Exercise instructions:
For this exercise, please find the lines in the entries that include the word "configuration" and copy them.

Task input:
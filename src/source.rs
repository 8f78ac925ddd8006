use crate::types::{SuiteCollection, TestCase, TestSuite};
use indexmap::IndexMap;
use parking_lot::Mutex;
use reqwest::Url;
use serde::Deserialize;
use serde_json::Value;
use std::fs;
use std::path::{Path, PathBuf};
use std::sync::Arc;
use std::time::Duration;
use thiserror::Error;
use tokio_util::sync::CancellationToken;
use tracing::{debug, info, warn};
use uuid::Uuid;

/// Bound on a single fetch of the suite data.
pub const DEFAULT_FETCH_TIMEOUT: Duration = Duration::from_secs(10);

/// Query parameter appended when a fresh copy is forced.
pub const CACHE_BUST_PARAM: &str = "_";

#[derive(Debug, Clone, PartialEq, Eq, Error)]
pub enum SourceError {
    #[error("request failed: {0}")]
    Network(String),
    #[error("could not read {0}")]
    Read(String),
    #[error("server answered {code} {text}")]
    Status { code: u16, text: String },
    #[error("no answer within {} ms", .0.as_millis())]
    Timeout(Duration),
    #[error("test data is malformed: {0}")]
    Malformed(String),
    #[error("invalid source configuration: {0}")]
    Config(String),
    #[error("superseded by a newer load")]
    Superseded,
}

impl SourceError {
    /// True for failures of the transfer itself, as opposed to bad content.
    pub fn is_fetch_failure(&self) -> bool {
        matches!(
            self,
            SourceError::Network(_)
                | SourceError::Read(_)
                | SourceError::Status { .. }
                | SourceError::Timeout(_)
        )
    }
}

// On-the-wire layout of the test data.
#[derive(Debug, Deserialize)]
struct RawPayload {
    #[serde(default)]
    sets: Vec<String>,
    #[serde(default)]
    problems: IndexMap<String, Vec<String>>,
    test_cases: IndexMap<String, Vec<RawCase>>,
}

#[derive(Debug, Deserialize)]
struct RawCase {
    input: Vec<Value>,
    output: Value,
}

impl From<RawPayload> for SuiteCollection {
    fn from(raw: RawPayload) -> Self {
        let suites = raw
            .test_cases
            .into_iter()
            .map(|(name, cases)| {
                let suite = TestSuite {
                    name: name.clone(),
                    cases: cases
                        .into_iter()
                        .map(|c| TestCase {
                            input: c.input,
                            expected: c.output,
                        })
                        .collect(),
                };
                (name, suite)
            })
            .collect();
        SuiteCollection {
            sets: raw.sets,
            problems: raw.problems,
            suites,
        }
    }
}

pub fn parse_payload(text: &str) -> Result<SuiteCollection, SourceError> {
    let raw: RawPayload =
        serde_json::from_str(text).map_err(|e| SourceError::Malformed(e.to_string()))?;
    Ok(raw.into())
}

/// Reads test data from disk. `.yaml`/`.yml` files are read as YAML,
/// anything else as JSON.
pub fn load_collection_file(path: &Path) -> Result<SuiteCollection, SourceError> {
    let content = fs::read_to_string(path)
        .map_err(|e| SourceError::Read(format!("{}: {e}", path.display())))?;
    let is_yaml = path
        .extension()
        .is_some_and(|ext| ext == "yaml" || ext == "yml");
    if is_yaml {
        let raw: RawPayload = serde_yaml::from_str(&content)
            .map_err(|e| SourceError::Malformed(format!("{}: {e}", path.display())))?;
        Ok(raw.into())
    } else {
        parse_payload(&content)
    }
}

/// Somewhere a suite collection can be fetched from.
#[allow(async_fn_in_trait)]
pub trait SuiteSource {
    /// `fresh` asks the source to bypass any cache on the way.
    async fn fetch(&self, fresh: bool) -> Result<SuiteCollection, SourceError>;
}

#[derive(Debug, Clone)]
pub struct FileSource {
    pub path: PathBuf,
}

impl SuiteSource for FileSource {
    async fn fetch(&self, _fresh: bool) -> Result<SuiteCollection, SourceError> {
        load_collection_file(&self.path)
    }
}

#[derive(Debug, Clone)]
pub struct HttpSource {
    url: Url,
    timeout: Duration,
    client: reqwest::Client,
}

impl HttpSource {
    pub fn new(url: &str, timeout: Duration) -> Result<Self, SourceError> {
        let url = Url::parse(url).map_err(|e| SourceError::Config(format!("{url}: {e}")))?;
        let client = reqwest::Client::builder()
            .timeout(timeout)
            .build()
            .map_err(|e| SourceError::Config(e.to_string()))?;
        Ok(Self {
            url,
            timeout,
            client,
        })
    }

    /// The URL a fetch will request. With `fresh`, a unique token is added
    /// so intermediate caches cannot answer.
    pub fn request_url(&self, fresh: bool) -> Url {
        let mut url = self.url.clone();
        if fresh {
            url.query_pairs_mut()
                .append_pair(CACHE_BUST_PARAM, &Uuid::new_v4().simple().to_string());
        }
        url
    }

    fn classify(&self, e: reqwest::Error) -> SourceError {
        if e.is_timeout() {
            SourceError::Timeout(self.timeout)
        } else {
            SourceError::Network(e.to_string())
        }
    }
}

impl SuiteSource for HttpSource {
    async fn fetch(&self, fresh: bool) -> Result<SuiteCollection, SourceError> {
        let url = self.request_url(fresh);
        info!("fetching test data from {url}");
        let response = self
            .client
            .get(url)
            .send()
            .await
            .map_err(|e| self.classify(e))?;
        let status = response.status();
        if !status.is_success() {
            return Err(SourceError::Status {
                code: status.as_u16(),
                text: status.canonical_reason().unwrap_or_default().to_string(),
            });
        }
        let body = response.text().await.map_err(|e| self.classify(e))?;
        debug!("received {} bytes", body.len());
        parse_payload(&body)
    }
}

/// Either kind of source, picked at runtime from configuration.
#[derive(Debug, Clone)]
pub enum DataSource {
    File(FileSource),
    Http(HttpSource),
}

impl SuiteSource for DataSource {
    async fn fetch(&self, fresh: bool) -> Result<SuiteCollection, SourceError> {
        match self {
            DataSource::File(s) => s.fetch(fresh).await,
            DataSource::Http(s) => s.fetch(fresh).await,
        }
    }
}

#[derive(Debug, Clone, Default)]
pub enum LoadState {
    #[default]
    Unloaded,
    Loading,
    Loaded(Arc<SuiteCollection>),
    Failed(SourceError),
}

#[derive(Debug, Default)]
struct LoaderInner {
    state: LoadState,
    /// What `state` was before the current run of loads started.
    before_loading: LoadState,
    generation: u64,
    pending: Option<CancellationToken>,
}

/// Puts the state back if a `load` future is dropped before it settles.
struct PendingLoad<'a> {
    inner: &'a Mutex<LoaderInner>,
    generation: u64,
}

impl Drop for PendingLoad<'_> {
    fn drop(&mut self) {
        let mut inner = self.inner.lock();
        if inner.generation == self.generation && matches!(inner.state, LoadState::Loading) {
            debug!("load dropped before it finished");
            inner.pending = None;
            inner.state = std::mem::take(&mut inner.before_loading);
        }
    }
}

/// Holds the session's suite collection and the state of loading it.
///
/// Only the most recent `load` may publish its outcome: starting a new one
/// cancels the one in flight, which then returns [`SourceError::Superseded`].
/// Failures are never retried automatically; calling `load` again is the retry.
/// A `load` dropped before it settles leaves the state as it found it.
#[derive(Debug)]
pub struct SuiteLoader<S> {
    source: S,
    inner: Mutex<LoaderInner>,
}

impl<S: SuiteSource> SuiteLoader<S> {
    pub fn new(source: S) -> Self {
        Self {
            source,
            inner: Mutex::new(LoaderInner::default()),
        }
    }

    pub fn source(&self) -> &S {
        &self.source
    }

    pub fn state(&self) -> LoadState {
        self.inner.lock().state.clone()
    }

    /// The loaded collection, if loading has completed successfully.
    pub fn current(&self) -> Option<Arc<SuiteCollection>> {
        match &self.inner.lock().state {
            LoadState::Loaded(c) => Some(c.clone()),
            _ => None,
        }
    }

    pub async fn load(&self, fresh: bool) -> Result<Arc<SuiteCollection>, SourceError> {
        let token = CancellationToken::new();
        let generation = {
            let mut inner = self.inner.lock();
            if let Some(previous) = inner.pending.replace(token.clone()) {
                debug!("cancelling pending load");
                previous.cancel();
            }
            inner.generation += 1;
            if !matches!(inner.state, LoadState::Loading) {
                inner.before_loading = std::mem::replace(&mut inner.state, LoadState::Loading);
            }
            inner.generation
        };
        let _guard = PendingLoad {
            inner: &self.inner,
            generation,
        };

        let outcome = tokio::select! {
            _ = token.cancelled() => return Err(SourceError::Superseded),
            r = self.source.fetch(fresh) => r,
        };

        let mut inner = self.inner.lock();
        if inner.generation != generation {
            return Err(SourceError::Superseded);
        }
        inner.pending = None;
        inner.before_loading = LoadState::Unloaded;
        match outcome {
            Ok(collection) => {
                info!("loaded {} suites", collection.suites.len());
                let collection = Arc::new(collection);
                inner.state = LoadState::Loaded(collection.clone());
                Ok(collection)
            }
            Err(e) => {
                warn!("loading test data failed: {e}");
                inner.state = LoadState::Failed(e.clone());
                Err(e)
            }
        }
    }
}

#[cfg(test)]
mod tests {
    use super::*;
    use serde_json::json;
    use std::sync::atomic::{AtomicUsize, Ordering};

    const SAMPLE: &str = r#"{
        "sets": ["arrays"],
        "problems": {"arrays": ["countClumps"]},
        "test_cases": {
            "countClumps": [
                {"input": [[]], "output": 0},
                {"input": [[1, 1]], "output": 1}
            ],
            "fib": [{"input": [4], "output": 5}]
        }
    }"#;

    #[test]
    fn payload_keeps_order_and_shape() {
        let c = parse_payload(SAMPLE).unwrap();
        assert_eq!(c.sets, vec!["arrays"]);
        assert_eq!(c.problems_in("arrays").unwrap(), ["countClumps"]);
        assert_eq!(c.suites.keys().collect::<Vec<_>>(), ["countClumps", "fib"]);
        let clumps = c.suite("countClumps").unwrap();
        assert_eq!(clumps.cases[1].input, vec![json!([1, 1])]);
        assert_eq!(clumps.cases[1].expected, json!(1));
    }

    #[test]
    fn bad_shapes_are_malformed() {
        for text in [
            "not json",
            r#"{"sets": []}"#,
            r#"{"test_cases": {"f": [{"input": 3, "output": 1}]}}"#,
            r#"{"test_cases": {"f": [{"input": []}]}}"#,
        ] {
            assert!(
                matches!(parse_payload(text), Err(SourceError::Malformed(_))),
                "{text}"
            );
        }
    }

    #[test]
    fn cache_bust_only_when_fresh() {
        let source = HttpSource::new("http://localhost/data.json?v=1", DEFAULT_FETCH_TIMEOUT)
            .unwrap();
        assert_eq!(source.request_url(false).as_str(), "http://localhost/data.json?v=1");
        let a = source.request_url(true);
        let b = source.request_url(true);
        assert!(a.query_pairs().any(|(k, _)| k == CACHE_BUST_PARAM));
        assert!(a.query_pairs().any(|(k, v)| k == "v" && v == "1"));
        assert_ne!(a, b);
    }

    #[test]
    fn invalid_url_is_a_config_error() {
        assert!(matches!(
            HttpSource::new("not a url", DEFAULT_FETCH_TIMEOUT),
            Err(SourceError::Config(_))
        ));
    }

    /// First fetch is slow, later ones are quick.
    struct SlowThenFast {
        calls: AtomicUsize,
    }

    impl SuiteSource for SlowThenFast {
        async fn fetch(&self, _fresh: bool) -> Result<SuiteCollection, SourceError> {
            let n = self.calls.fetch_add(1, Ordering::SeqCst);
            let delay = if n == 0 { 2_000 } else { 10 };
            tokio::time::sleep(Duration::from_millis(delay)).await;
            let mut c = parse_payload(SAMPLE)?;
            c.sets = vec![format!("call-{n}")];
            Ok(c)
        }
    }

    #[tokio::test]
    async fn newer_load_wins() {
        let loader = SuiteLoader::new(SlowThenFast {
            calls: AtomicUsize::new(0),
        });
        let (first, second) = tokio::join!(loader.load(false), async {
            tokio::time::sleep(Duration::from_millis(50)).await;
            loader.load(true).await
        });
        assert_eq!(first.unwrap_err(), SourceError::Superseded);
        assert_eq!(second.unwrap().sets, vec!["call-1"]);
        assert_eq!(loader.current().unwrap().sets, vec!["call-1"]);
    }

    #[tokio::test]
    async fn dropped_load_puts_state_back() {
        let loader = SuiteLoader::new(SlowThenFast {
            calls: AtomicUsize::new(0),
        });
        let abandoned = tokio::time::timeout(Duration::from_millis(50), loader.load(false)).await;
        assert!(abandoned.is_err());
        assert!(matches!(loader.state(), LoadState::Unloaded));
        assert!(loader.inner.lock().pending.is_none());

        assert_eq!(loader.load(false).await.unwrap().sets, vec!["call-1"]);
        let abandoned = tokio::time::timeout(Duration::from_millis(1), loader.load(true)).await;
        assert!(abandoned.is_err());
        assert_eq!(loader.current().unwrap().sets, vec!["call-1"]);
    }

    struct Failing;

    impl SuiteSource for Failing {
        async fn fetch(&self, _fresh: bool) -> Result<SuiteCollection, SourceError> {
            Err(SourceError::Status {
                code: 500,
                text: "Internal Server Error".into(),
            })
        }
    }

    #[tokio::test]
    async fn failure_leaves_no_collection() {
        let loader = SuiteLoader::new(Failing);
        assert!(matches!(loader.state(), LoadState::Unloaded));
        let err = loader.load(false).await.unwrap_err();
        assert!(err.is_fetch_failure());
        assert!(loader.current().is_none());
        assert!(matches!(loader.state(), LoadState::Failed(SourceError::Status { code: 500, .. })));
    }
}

Answer for the task:
    #[error("invalid source configuration: {0}")]
/// Either kind of source, picked at runtime from configuration.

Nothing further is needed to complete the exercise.